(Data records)
=== Begin Enclosure ===

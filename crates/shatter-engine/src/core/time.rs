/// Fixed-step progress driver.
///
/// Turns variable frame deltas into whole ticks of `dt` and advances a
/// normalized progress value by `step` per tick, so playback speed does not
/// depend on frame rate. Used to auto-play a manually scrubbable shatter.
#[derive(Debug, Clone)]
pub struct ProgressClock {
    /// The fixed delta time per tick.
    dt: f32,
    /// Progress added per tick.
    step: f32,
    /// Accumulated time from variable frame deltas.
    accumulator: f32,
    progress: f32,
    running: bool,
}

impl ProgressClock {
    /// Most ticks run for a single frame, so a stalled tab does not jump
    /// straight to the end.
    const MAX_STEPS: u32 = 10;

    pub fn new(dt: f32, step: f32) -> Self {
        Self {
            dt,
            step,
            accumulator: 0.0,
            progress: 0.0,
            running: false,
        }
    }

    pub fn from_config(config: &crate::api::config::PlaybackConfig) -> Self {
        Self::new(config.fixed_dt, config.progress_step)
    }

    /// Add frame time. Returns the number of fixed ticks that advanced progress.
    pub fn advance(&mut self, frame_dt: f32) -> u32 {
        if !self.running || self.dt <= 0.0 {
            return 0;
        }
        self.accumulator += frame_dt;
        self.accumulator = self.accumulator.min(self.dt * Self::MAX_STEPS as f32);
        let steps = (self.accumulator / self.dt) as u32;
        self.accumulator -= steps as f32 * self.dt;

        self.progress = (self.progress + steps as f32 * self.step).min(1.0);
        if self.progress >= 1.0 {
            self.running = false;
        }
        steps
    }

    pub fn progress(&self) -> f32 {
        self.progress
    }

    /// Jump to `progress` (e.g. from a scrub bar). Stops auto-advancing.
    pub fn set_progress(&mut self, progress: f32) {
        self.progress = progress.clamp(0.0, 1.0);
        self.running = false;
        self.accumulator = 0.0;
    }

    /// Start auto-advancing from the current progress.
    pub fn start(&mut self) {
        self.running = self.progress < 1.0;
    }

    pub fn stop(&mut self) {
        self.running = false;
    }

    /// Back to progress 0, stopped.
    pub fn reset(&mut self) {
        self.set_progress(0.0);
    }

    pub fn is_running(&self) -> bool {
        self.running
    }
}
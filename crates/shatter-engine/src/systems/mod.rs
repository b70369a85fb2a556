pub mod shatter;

=== End Enclosure ===

## Problem description
Your task is to write out, exactly, the line that holds "pub fn is_running(&self)" and every line after it until the records end.

## Output of the exercise
    pub fn is_running(&self) -> bool {
        self.running
    }
}
filename crates/shatter-engine/src/systems/mod.rs
repository b70369a85fb2a556
pub mod shatter;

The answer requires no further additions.